Immunisation for hepatitis, flu, tetanus, rabies (patient brings own vaccine)
Immunization for hepatitis, flu, tetanus, and rabies may be administered to patients who bring their own vaccine. All vaccinations must be done according to the manufacturer's instructions, and the patient should be monitored for any adverse reactions. For hepatitis, the patient will need to receive a series of two or more shots, depending on the vaccine used. For the flu, the patient will receive a single shot. For tetanus, the patient will need to have three doses of the vaccine, with a booster every 10 years. For rabies, the patient will need to have three doses of the vaccine, with a booster every 5-7 years. Vaccinations are an important part of preventive care and can help to protect against serious illnesses.

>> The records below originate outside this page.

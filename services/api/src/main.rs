use formflux_api::run;

#[tokio::main]
async fn main() {
    if let Err(err) = run().await {
        eprintln!("application error: {err}");
        std::process::exit(1);
    }
}
mod common;
mod session;
use std::sync::Arc;

use axum::{
    extract::{Path, State},
    http::StatusCode,
    response::{IntoResponse, Response},
    routing::{get, post},
    Router,
};
use base64::Engine as _;
use serde::Deserialize;
use serde_json::json;

use super::catalog::CatalogError;
use super::gateways::{AlertChannel, Dispatcher, RepositoryError, SessionId, SessionRepository};
use super::service::{Credential, IntakeService, ReviewDecision, ServiceError, SessionRequest};
use super::session::IntakeError;
use crate::workflows::ledger::SubmissionLog;

#[derive(Debug, Deserialize)]
pub(crate) struct CreateSessionRequest {
    access_code: String,
    #[serde(default)]
    forms: Vec<String>,
    #[serde(default)]
    language: Option<String>,
}

#[derive(Debug, Deserialize)]
pub(crate) struct AnswerRequest {
    answer: String,
}

#[derive(Debug, Deserialize)]
pub(crate) struct BiometricsRequest {
    selfie: String,
    government_id: String,
}

#[derive(Debug, Deserialize)]
pub(crate) struct ReviewRequest {
    decision: ReviewDecision,
}

#[derive(Debug, Deserialize)]
pub(crate) struct SubmitRequest {
    signature: String,
}

#[derive(Debug, Deserialize)]
pub(crate) struct LanguageRequest {
    language: String,
}

/// Router exposing the intake wizard over HTTP. Binary payloads are base64 in JSON.
pub fn intake_router<R, D, A, L>(service: Arc<IntakeService<R, D, A, L>>) -> Router
where
    R: SessionRepository + 'static,
    D: Dispatcher + 'static,
    A: AlertChannel + 'static,
    L: SubmissionLog + 'static,
{
    Router::new()
        .route("/api/v1/forms", get(forms_handler::<R, D, A, L>))
        .route("/api/v1/intake/sessions", post(open_handler::<R, D, A, L>))
        .route(
            "/api/v1/intake/sessions/:session_id",
            get(view_handler::<R, D, A, L>).delete(abandon_handler::<R, D, A, L>),
        )
        .route(
            "/api/v1/intake/sessions/:session_id/start",
            post(start_handler::<R, D, A, L>),
        )
        .route(
            "/api/v1/intake/sessions/:session_id/answer",
            post(answer_handler::<R, D, A, L>),
        )
        .route(
            "/api/v1/intake/sessions/:session_id/back",
            post(back_handler::<R, D, A, L>),
        )
        .route(
            "/api/v1/intake/sessions/:session_id/language",
            post(language_handler::<R, D, A, L>),
        )
        .route(
            "/api/v1/intake/sessions/:session_id/biometrics",
            post(biometrics_handler::<R, D, A, L>),
        )
        .route(
            "/api/v1/intake/sessions/:session_id/review",
            post(review_handler::<R, D, A, L>),
        )
        .route(
            "/api/v1/intake/sessions/:session_id/submit",
            post(submit_handler::<R, D, A, L>),
        )
        .route(
            "/api/v1/intake/sessions/:session_id/retry",
            post(retry_handler::<R, D, A, L>),
        )
        .with_state(service)
}

type Shared<R, D, A, L> = State<Arc<IntakeService<R, D, A, L>>>;

pub(crate) async fn forms_handler<R, D, A, L>(State(service): Shared<R, D, A, L>) -> Response
where
    R: SessionRepository + 'static,
    D: Dispatcher + 'static,
    A: AlertChannel + 'static,
    L: SubmissionLog + 'static,
{
    (StatusCode::OK, axum::Json(service.forms())).into_response()
}

pub(crate) async fn open_handler<R, D, A, L>(
    State(service): Shared<R, D, A, L>,
    axum::Json(request): axum::Json<CreateSessionRequest>,
) -> Response
where
    R: SessionRepository + 'static,
    D: Dispatcher + 'static,
    A: AlertChannel + 'static,
    L: SubmissionLog + 'static,
{
    let request = SessionRequest {
        credential: Credential::AccessCode(request.access_code),
        forms: request.forms,
        language: request.language,
    };
    respond(
        StatusCode::CREATED,
        run(move || service.open(request)).await,
    )
}

pub(crate) async fn view_handler<R, D, A, L>(
    State(service): Shared<R, D, A, L>,
    Path(session_id): Path<String>,
) -> Response
where
    R: SessionRepository + 'static,
    D: Dispatcher + 'static,
    A: AlertChannel + 'static,
    L: SubmissionLog + 'static,
{
    let id = SessionId(session_id);
    respond(StatusCode::OK, run(move || service.view(&id)).await)
}

pub(crate) async fn abandon_handler<R, D, A, L>(
    State(service): Shared<R, D, A, L>,
    Path(session_id): Path<String>,
) -> Response
where
    R: SessionRepository + 'static,
    D: Dispatcher + 'static,
    A: AlertChannel + 'static,
    L: SubmissionLog + 'static,
{
    let id = SessionId(session_id);
    match run(move || service.abandon(&id)).await {
        Ok(()) => StatusCode::NO_CONTENT.into_response(),
        Err(err) => error_response(err),
    }
}

pub(crate) async fn start_handler<R, D, A, L>(
    State(service): Shared<R, D, A, L>,
    Path(session_id): Path<String>,
) -> Response
where
    R: SessionRepository + 'static,
    D: Dispatcher + 'static,
    A: AlertChannel + 'static,
    L: SubmissionLog + 'static,
{
    let id = SessionId(session_id);
    respond(StatusCode::OK, run(move || service.start(&id)).await)
}

pub(crate) async fn answer_handler<R, D, A, L>(
    State(service): Shared<R, D, A, L>,
    Path(session_id): Path<String>,
    axum::Json(request): axum::Json<AnswerRequest>,
) -> Response
where
    R: SessionRepository + 'static,
    D: Dispatcher + 'static,
    A: AlertChannel + 'static,
    L: SubmissionLog + 'static,
{
    let id = SessionId(session_id);
    respond(
        StatusCode::OK,
        run(move || service.answer(&id, &request.answer)).await,
    )
}

pub(crate) async fn back_handler<R, D, A, L>(
    State(service): Shared<R, D, A, L>,
    Path(session_id): Path<String>,
) -> Response
where
    R: SessionRepository + 'static,
    D: Dispatcher + 'static,
    A: AlertChannel + 'static,
    L: SubmissionLog + 'static,
{
    let id = SessionId(session_id);
    respond(StatusCode::OK, run(move || service.back(&id)).await)
}

pub(crate) async fn language_handler<R, D, A, L>(
    State(service): Shared<R, D, A, L>,
    Path(session_id): Path<String>,
    axum::Json(request): axum::Json<LanguageRequest>,
) -> Response
where
    R: SessionRepository + 'static,
    D: Dispatcher + 'static,
    A: AlertChannel + 'static,
    L: SubmissionLog + 'static,
{
    let id = SessionId(session_id);
    respond(
        StatusCode::OK,
        run(move || service.set_language(&id, &request.language)).await,
    )
}

pub(crate) async fn biometrics_handler<R, D, A, L>(
    State(service): Shared<R, D, A, L>,
    Path(session_id): Path<String>,
    axum::Json(request): axum::Json<BiometricsRequest>,
) -> Response
where
    R: SessionRepository + 'static,
    D: Dispatcher + 'static,
    A: AlertChannel + 'static,
    L: SubmissionLog + 'static,
{
    let (selfie, government_id) = match (
        decode_payload("selfie", &request.selfie),
        decode_payload("government_id", &request.government_id),
    ) {
        (Ok(selfie), Ok(government_id)) => (selfie, government_id),
        (Err(response), _) | (_, Err(response)) => return response,
    };
    let id = SessionId(session_id);
    respond(
        StatusCode::OK,
        run(move || service.biometrics(&id, selfie, government_id)).await,
    )
}

pub(crate) async fn review_handler<R, D, A, L>(
    State(service): Shared<R, D, A, L>,
    Path(session_id): Path<String>,
    axum::Json(request): axum::Json<ReviewRequest>,
) -> Response
where
    R: SessionRepository + 'static,
    D: Dispatcher + 'static,
    A: AlertChannel + 'static,
    L: SubmissionLog + 'static,
{
    let id = SessionId(session_id);
    respond(
        StatusCode::OK,
        run(move || service.review(&id, request.decision)).await,
    )
}

pub(crate) async fn submit_handler<R, D, A, L>(
    State(service): Shared<R, D, A, L>,
    Path(session_id): Path<String>,
    axum::Json(request): axum::Json<SubmitRequest>,
) -> Response
where
    R: SessionRepository + 'static,
    D: Dispatcher + 'static,
    A: AlertChannel + 'static,
    L: SubmissionLog + 'static,
{
    let signature = match decode_payload("signature", &request.signature) {
        Ok(signature) => signature,
        Err(response) => return response,
    };
    let id = SessionId(session_id);
    respond(
        StatusCode::OK,
        run(move || service.submit(&id, signature)).await,
    )
}

pub(crate) async fn retry_handler<R, D, A, L>(
    State(service): Shared<R, D, A, L>,
    Path(session_id): Path<String>,
) -> Response
where
    R: SessionRepository + 'static,
    D: Dispatcher + 'static,
    A: AlertChannel + 'static,
    L: SubmissionLog + 'static,
{
    let id = SessionId(session_id);
    respond(StatusCode::OK, run(move || service.retry(&id)).await)
}

/// Service calls block on file IO and outbound HTTP, so they run off the async workers.
async fn run<T, F>(work: F) -> Result<T, ServiceError>
where
    F: FnOnce() -> Result<T, ServiceError> + Send + 'static,
    T: Send + 'static,
{
    tokio::task::spawn_blocking(work)
        .await
        .map_err(|err| ServiceError::Worker(err.to_string()))?
}

fn respond<T: serde::Serialize>(status: StatusCode, result: Result<T, ServiceError>) -> Response {
    match result {
        Ok(body) => (status, axum::Json(body)).into_response(),
        Err(err) => error_response(err),
    }
}

fn decode_payload(field: &str, encoded: &str) -> Result<Vec<u8>, Response> {
    base64::engine::general_purpose::STANDARD
        .decode(encoded.trim())
        .map_err(|err| {
            let payload = json!({
                "error": format!("{field} is not valid base64: {err}"),
            });
            (StatusCode::UNPROCESSABLE_ENTITY, axum::Json(payload)).into_response()
        })
}

pub(crate) fn error_response(err: ServiceError) -> Response {
    let status = match &err {
        ServiceError::Intake(IntakeError::Unauthenticated) => StatusCode::UNAUTHORIZED,
        ServiceError::Intake(IntakeError::Validation(_))
        | ServiceError::Intake(IntakeError::InvalidStage { .. })
        | ServiceError::Intake(IntakeError::EmptyQueue)
        | ServiceError::Intake(IntakeError::Catalog(CatalogError::FormNotFound(_))) => {
            StatusCode::UNPROCESSABLE_ENTITY
        }
        ServiceError::Repository(RepositoryError::NotFound) => StatusCode::NOT_FOUND,
        ServiceError::Repository(RepositoryError::Conflict) => StatusCode::CONFLICT,
        ServiceError::Repository(RepositoryError::Unavailable(_)) => {
            StatusCode::SERVICE_UNAVAILABLE
        }
        ServiceError::Dispatch(report) => {
            let payload = json!({
                "error": err.to_string(),
                "report": report,
            });
            return (StatusCode::BAD_GATEWAY, axum::Json(payload)).into_response();
        }
        ServiceError::Intake(_) | ServiceError::Ledger(_) | ServiceError::Worker(_) => {
            StatusCode::INTERNAL_SERVER_ERROR
        }
    };

    let payload = json!({
        "error": err.to_string(),
    });
    (status, axum::Json(payload)).into_response()
}
use crate::config::ConfigError;
use crate::telemetry::TelemetryError;
use crate::workflows::intake::{CatalogError, ServiceError};
use crate::workflows::ledger::LedgerError;
use axum::http::StatusCode;
use axum::response::{IntoResponse, Response};
use axum::Json;
use serde_json::json;
use std::fmt;

#[derive(Debug)]
pub enum AppError {
    Config(ConfigError),
    Telemetry(TelemetryError),
    Io(std::io::Error),
    Server(axum::Error),
    Catalog(CatalogError),
    Ledger(LedgerError),
    Intake(ServiceError),
}

impl fmt::Display for AppError {
    fn fmt(&self, f: &mut fmt::Formatter<'_>) -> fmt::Result {
        match self {
            AppError::Config(err) => write!(f, "configuration error: {}", err),
            AppError::Telemetry(err) => write!(f, "telemetry error: {}", err),
            AppError::Io(err) => write!(f, "io error: {}", err),
            AppError::Server(err) => write!(f, "server error: {}", err),
            AppError::Catalog(err) => write!(f, "catalog error: {}", err),
            AppError::Ledger(err) => write!(f, "ledger error: {}", err),
            AppError::Intake(err) => write!(f, "intake error: {}", err),
        }
    }
}

impl std::error::Error for AppError {
    fn source(&self) -> Option<&(dyn std::error::Error + 'static)> {
        match self {
            AppError::Config(err) => Some(err),
            AppError::Telemetry(err) => Some(err),
            AppError::Io(err) => Some(err),
            AppError::Server(err) => Some(err),
            AppError::Catalog(err) => Some(err),
            AppError::Ledger(err) => Some(err),
            AppError::Intake(err) => Some(err),
        }
    }
}

impl IntoResponse for AppError {
    fn into_response(self) -> Response {
        let status = match self {
            AppError::Catalog(CatalogError::FormNotFound(_)) => StatusCode::NOT_FOUND,
            AppError::Catalog(_) => StatusCode::UNPROCESSABLE_ENTITY,
            AppError::Config(_)
            | AppError::Ledger(_)
            | AppError::Intake(_)
            | AppError::Telemetry(_)
            | AppError::Io(_)
            | AppError::Server(_) => StatusCode::INTERNAL_SERVER_ERROR,
        };

        let body = Json(json!({ "error": self.to_string() }));
        (status, body).into_response()
    }
}

impl From<ConfigError> for AppError {
    fn from(value: ConfigError) -> Self {
        Self::Config(value)
    }
}

impl From<TelemetryError> for AppError {
    fn from(value: TelemetryError) -> Self {
        Self::Telemetry(value)
    }
}

impl From<std::io::Error> for AppError {
    fn from(value: std::io::Error) -> Self {
        Self::Io(value)
    }
}

impl From<axum::Error> for AppError {
    fn from(value: axum::Error) -> Self {
        Self::Server(value)
    }
}

impl From<CatalogError> for AppError {
    fn from(value: CatalogError) -> Self {
        Self::Catalog(value)
    }
}

impl From<LedgerError> for AppError {
    fn from(value: LedgerError) -> Self {
        Self::Ledger(value)
    }
}

impl From<ServiceError> for AppError {
    fn from(value: ServiceError) -> Self {
        Self::Intake(value)
    }
}
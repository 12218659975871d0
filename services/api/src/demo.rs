use crate::infra::{load_catalog, InMemorySessionRepository, LogAlertChannel, OutboxDispatcher};
use clap::Args;
use formflux::config::AppConfig;
use formflux::error::AppError;
use formflux::workflows::documents::{CompilerConfig, DocumentCompiler};
use formflux::workflows::intake::{
    Credential, FieldDefinition, FieldKind, IntakeService, ReviewDecision, SessionRequest,
    SubmissionReport,
};
use formflux::workflows::ledger::SubmissionLedger;
use std::path::PathBuf;
use std::sync::Arc;

const DEMO_SELFIE: &[u8] = &[0xFF, 0xD8, 0xFF, 0xE0, 0, 0x10, b'J', b'F', b'I', b'F'];
const DEMO_ID_SCAN: &[u8] = &[0x89, b'P', b'N', b'G', 0x0D, 0x0A, 0x1A, 0x0A, 0, 0, 0, 0];
const DEMO_SIGNATURE: &[u8] = DEMO_ID_SCAN;

#[derive(Args, Debug)]
pub(crate) struct DemoArgs {
    /// Forms to queue, in order. Defaults to the visa intake and retainer.
    #[arg(long = "form")]
    pub(crate) forms: Vec<String>,
    /// Directory for compiled documents, the outbox and the demo submission log.
    #[arg(long, default_value = "demo-output")]
    pub(crate) output_dir: PathBuf,
    /// Client name typed into every name field.
    #[arg(long, default_value = "Jane Doe")]
    pub(crate) client: String,
    /// Language the questions are phrased in.
    #[arg(long)]
    pub(crate) language: Option<String>,
}

pub(crate) fn run_demo(args: DemoArgs) -> Result<(), AppError> {
    let DemoArgs {
        forms,
        output_dir,
        client,
        language,
    } = args;

    let config = AppConfig::load()?;
    let catalog = Arc::new(load_catalog(&config.intake)?);
    let forms = if forms.is_empty() {
        vec![
            "Visa Intake (Standard)".to_string(),
            "Retainer Agreement".to_string(),
        ]
    } else {
        forms
    };

    let compiler = DocumentCompiler::new(CompilerConfig {
        template_dir: config.intake.template_dir.clone(),
        output_dir: output_dir.join("documents"),
    });
    let ledger = Arc::new(SubmissionLedger::new(output_dir.join("submission_log.csv")));
    let service = IntakeService::new(
        catalog,
        compiler,
        Arc::new(InMemorySessionRepository::default()),
        Arc::new(OutboxDispatcher::new(output_dir.join("outbox"))),
        Arc::new(LogAlertChannel),
        Arc::clone(&ledger),
        config.intake.settings(),
    );

    println!("FormFlux intake demo");
    let view = service.open(SessionRequest {
        credential: Credential::PreAuthenticated,
        forms,
        language,
    })?;
    let id = view.session_id.clone();
    println!(
        "- session {} | {} form(s) queued | language {}",
        id.0,
        view.form_queue.len(),
        view.language
    );
    for (position, name) in view.form_queue.iter().enumerate() {
        println!("  {}. {}", position + 1, name);
    }

    let mut view = service.start(&id)?;
    println!("\nQuestions");
    while let Some(question) = view.question.take() {
        let answer = sample_answer(&question.prompt.field, &client);
        println!(
            "- [{} {}/{}] {} -> {}",
            question.prompt.form_name,
            question.prompt.field_position + 1,
            question.prompt.field_count,
            question.text,
            answer
        );
        view = service.answer(&id, &answer)?;
    }

    let view = service.biometrics(&id, DEMO_SELFIE.to_vec(), DEMO_ID_SCAN.to_vec())?;
    println!("\nReview ({} answers)", view.review.len());
    for entry in &view.review {
        println!(
            "- {} / {}: {}",
            entry.form_name,
            entry.key,
            entry.answer.as_deref().unwrap_or("(skipped)")
        );
    }

    service.review(&id, ReviewDecision::Confirm)?;
    let report = service.submit(&id, DEMO_SIGNATURE.to_vec())?;
    render_report(&report);

    println!("\nSubmission log: {}", ledger.path().display());
    Ok(())
}

fn sample_answer(field: &FieldDefinition, client: &str) -> String {
    match &field.kind {
        FieldKind::Checkbox => "Yes".to_string(),
        FieldKind::Radio { options } => options.first().cloned().unwrap_or_default(),
        FieldKind::Text if field.key.to_ascii_lowercase().contains("name") => client.to_string(),
        FieldKind::Text => format!("Sample {}", field.description.to_ascii_lowercase()),
    }
}

fn render_report(report: &SubmissionReport) {
    println!("\nDelivery for {}", report.client_name);
    for delivery in &report.deliveries {
        let status = if delivery.receipt.success {
            "sent"
        } else {
            "FAILED"
        };
        println!(
            "- {} -> {} [{}] {}",
            delivery.file_name, delivery.recipient, status, delivery.receipt.detail
        );
    }
    if report.complete {
        println!("All documents delivered; session closed.");
    } else {
        println!(
            "{} document(s) still pending; retry from the portal.",
            report.failures()
        );
    }
}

Flu vaccine for patient qualified to risk group as per HSE recommendations
The flu vaccine is recommended for those in high risk groups as per the Health Service Executive (HSE) recommendations. The flu vaccine is a safe and effective way to reduce the risk of catching the flu and its complications. The vaccine helps the body to build immunity to the flu virus, so that it can fight it off if it comes into contact with it. The vaccine is administered via an injection and is available to those in at-risk groups, including people over 65 years of age, pregnant women, healthcare workers and people with long-term health conditions. It is important to get the flu vaccine every year to maintain immunity and reduce the risk of catching the flu.